Guru wali kelas berkata dengan nada mengancam, “Ujian tengah semester Anda hanya satu minggu lagi. Dengarkan baik-baik. Mulai sekarang, ini adalah waktu penting yang dapat mengubah hidup Anda. Jika Anda menaikkan skor rata-rata 1 poin, wajah calon istri Anda akan berubah nanti. Itu dia. Lee Suhyuk! “
“Ya pak.”
“Mampir sebentar ke kantor guru.”
Ketika para siswa keluar seperti air pasang, Suhyuk mengambil tas sekolahnya. ‘Apa masalahnya?’ Tidak peduli seberapa banyak dia memikirkannya, dia tidak bisa mencari tahu mengapa gurunya ingin melihatnya.
Suhyuk mengunjungi kantor guru.
“Kamu di sini.” Itu adalah tanda terima yang diberikan guru kepadanya.
“Ini adalah tanda terima biaya sekolah yang mencakup hingga tahun ketiga Anda.”
Suhyuk membuat pandangan bingung. Dia tidak pernah mendengar bahwa sekolah menawarkan beasiswa seperti itu, dan dia jauh dari penerima beasiswa.
“Siapa yang membayar biayanya?”
Bahkan guru itu menggelengkan kepalanya seolah-olah dia tidak tahu. Sebenarnya dia ingin bertanya pada Suhyuk tentang itu. Sejak pendirian sekolah, tidak pernah ada kasus seperti ini.
“Aku mendengar seseorang membayar uang sekolah untukmu di kantor urusan umum.”
Melihat tanda terima, dia membuat ekspresi seolah-olah dia juga tidak tahu. Tidak mungkin bagi orang tuanya untuk membayarnya.

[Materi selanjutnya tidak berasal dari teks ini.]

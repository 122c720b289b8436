//! Background console log follower

use std::io::SeekFrom;
use std::path::{Path, PathBuf};
use std::time::Duration;

use tokio::fs::File;
use tokio::io::{AsyncReadExt, AsyncSeekExt};
use tokio::sync::mpsc;
use tokio::task::JoinHandle;
use tokio_util::sync::CancellationToken;

use super::LineSplitter;
use crate::common::{Error, Result};

/// Read buffer size for each pass over new data
const READ_CHUNK: usize = 8192;

/// Follows a file that another process keeps appending to
///
/// Content present when the tailer is opened is never delivered: every run
/// only sees console output produced while it is running.
pub struct LogTailer {
    path: PathBuf,
    file: File,
    offset: u64,
    splitter: LineSplitter,
    poll_interval: Duration,
}

/// A running tailer task and the receiving end of its line queue
pub struct TailHandle {
    lines: mpsc::Receiver<String>,
    cancel: CancellationToken,
    task: JoinHandle<Result<()>>,
}

impl LogTailer {
    /// Open `path` and position at its current end
    pub async fn open(path: &Path, poll_interval: Duration) -> Result<Self> {
        let console_err = |source: std::io::Error| Error::ConsoleOpen {
            path: path.to_path_buf(),
            source,
        };
        let mut file = File::open(path).await.map_err(console_err)?;
        let offset = file.seek(SeekFrom::End(0)).await.map_err(console_err)?;
        tracing::debug!(path = %path.display(), offset, "Tailing console log");

        Ok(Self {
            path: path.to_path_buf(),
            file,
            offset,
            splitter: LineSplitter::new(),
            poll_interval,
        })
    }

    /// Start following in a background task
    ///
    /// Lines go into a queue holding at most `capacity` entries; when it is
    /// full the task waits for the consumer. Cancelling `cancel` (or
    /// calling [`TailHandle::shutdown`]) stops the task at its next wait.
    pub fn spawn(self, capacity: usize, cancel: CancellationToken) -> TailHandle {
        let (tx, rx) = mpsc::channel(capacity);
        let task = tokio::spawn(self.run(tx, cancel.clone()));
        TailHandle {
            lines: rx,
            cancel,
            task,
        }
    }

    async fn run(mut self, tx: mpsc::Sender<String>, cancel: CancellationToken) -> Result<()> {
        let result = self.follow(&tx, &cancel).await;
        match &result {
            Ok(()) => tracing::debug!(path = %self.path.display(), "Console tailer stopped"),
            Err(e) => tracing::error!(path = %self.path.display(), "Console tailer failed: {}", e),
        }
        result
    }

    async fn follow(&mut self, tx: &mpsc::Sender<String>, cancel: &CancellationToken) -> Result<()> {
        let mut buf = vec![0u8; READ_CHUNK];
        loop {
            if cancel.is_cancelled() {
                return Ok(());
            }

            let n = self.read_chunk(&mut buf).await?;
            if n == 0 {
                tokio::select! {
                    biased;
                    _ = cancel.cancelled() => return Ok(()),
                    _ = tokio::time::sleep(self.poll_interval) => {}
                }
                continue;
            }

            // Hand over every line of this chunk before reading the next one,
            // so a full queue also stops the reads.
            for line in self.splitter.push(&buf[..n]) {
                tracing::trace!(line = %line, "console");
                tokio::select! {
                    biased;
                    _ = cancel.cancelled() => return Ok(()),
                    sent = tx.send(line) => {
                        if sent.is_err() {
                            // Nobody is listening any more.
                            return Ok(());
                        }
                    }
                }
            }
        }
    }

    /// Read the next chunk appended since the last call, 0 at end of file
    async fn read_chunk(&mut self, buf: &mut [u8]) -> Result<usize> {
        self.check_truncated().await?;
        let n = self.file.read(buf).await.map_err(|e| self.read_error(e))?;
        self.offset += n as u64;
        Ok(n)
    }

    /// Restart from the beginning if the capture tool truncated the file
    async fn check_truncated(&mut self) -> Result<()> {
        let len = self
            .file
            .metadata()
            .await
            .map_err(|e| self.read_error(e))?
            .len();
        if len < self.offset {
            tracing::warn!(
                path = %self.path.display(),
                offset = self.offset,
                len,
                "Console log shrank, following from the start"
            );
            self.file
                .seek(SeekFrom::Start(0))
                .await
                .map_err(|e| self.read_error(e))?;
            self.offset = 0;
            self.splitter.reset();
        }
        Ok(())
    }

    fn read_error(&self, e: std::io::Error) -> Error {
        Error::FileRead {
            path: self.path.display().to_string(),
            error: e.to_string(),
        }
    }
}

impl TailHandle {
    /// The queue of console lines, in file order
    pub fn lines(&mut self) -> &mut mpsc::Receiver<String> {
        &mut self.lines
    }

    /// Stop the tailer and wait for it to exit
    ///
    /// Returns the error that stopped the tailer early, if any.
    pub async fn shutdown(self) -> Result<()> {
        self.cancel.cancel();
        drop(self.lines);
        self.task
            .await
            .map_err(|e| Error::Internal(format!("Console tailer task panicked: {}", e)))?
    }
}
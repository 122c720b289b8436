//! HIL suite execution
//!
//! Wires the pieces together for one run: the console tailer in the
//! background, the run log, and the driver walking the test table.

mod driver;
mod table;

pub use driver::{StepPhase, SuiteDriver, SuiteOptions, SuiteState, SuiteSummary};
pub use table::{CommandVector, TestGroup, TestStep, TestTable};

use std::path::PathBuf;
use std::time::Duration;

use tokio_util::sync::CancellationToken;

use crate::common::{Error, Result};
use crate::runlog::RunLog;
use crate::tail::LogTailer;

/// Everything needed for one run besides the table
#[derive(Debug, Clone)]
pub struct RunSettings {
    /// Console log written by the terminal capture tool
    pub console_log: PathBuf,
    /// Run log transcript to create
    pub run_log: PathBuf,
    /// Delay between console log polls at end of file
    pub poll_interval: Duration,
    /// Console lines buffered ahead of the matcher
    pub queue_capacity: usize,
    /// Group ids to run; empty runs all of them
    pub only: Vec<String>,
    pub options: SuiteOptions,
}

/// Run the selected groups of `table` against the target
///
/// Fails before any step runs if the selection is invalid, the console log
/// cannot be opened or the run log cannot be created. The console tailer
/// is stopped before returning, whatever the outcome.
pub async fn run_suite(table: &TestTable, settings: &RunSettings) -> Result<SuiteSummary> {
    let groups = table.select(&settings.only)?;

    let tailer = LogTailer::open(&settings.console_log, settings.poll_interval).await?;
    let log = RunLog::create(&settings.run_log)?;
    tracing::info!(
        console = %settings.console_log.display(),
        run_log = %settings.run_log.display(),
        groups = groups.len(),
        "Starting suite"
    );

    let mut tail = tailer.spawn(settings.queue_capacity, CancellationToken::new());
    let mut driver = SuiteDriver::new(log, settings.options.clone());
    let result = driver.run(&groups, tail.lines()).await;

    merge_outcome(result, tail.shutdown().await)
}

/// Combine the driver's result with the tailer's exit status
///
/// A queue closed under the matcher is explained by the tailer's own
/// error, reported at the step the driver was on.
fn merge_outcome(result: Result<SuiteSummary>, tail: Result<()>) -> Result<SuiteSummary> {
    match (tail, result) {
        (Ok(()), result) => result,
        (Err(tail_err), Ok(summary)) => {
            tracing::warn!("Console tailer failed after the last step: {}", tail_err);
            Ok(summary)
        }
        (Err(tail_err), Err(e)) => {
            if !matches!(e.root(), Error::ConsoleClosed(_)) {
                tracing::warn!("Console tailer also failed: {}", tail_err);
                return Err(e);
            }
            match e {
                Error::StepFailed {
                    group, step, phase, ..
                } => Err(Error::step_failed(&group, step, phase, tail_err)),
                _ => Err(tail_err),
            }
        }
    }
}
//! Logging and tracing configuration
//!
//! Diagnostic logging goes to stderr and, optionally, a trace file. It is
//! separate from the run log, which is the test transcript itself.

use std::path::Path;
use tracing_appender::non_blocking::WorkerGuard;
use tracing_subscriber::{fmt, layer::SubscriberExt, util::SubscriberInitExt, EnvFilter};

use super::{Error, Result};

/// Initialize tracing for the CLI
///
/// Logs are controlled by the `RUST_LOG` environment variable.
/// Default level is INFO for this crate (DEBUG with `verbose`), WARN for
/// dependencies. When `trace_file` is given, everything that passes the
/// filter is also written there without ANSI colors; keep the returned
/// guard alive until exit so the file is flushed.
pub fn init_cli(verbose: bool, trace_file: Option<&Path>) -> Result<Option<WorkerGuard>> {
    let filter = EnvFilter::try_from_default_env().unwrap_or_else(|_| {
        if verbose {
            EnvFilter::new("hil_runner=debug,warn")
        } else {
            EnvFilter::new("hil_runner=info,warn")
        }
    });

    let stderr_layer = fmt::layer()
        .with_writer(std::io::stderr)
        .with_target(true)
        .with_thread_ids(false)
        .with_file(false)
        .with_line_number(false)
        .compact();

    let (file_layer, guard) = match trace_file {
        Some(path) => {
            let file = std::fs::OpenOptions::new()
                .create(true)
                .append(true)
                .open(path)
                .map_err(|e| Error::FileRead {
                    path: path.display().to_string(),
                    error: e.to_string(),
                })?;
            let (writer, guard) = tracing_appender::non_blocking(file);
            let layer = fmt::layer()
                .with_writer(writer)
                .with_ansi(false)
                .with_target(true)
                .with_thread_ids(true)
                .with_file(true)
                .with_line_number(true);
            (Some(layer), Some(guard))
        }
        None => (None, None),
    };

    tracing_subscriber::registry()
        .with(filter)
        .with(stderr_layer)
        .with(file_layer)
        .try_init()
        .map_err(|e| Error::Internal(format!("Failed to initialize logging: {}", e)))?;

    Ok(guard)
}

Orang tuanya tidak punya banyak uang. Pada saat itu, ada sosok yang terlintas di benaknya. Orang yang dia temui di ruang gawat darurat.
Berpisah dengan guru, Suhyuk pergi ke kantor urusan umum, dan bertanya, menunjukkan tanda terima, “Apakah itu orang yang membayar ini? Seorang pria berusia awal atau pertengahan tiga puluhan? ”
Seorang pegawai wanita di kantor menggelengkan kepalanya, “Itu seorang wanita. Dia sangat cantik. “
‘Siapa dia?’ Suhyuk, setelah beberapa memikirkan identitas wanita itu, akhirnya pulang, dan terjebak dengan kejutan lagi karena dia melihat sepeda kelas atas dengan desain cantik di depan pintu. Mata Suhyuk menjadi jauh lebih besar karena harga sepeda. Itu adalah 15.400.000 won.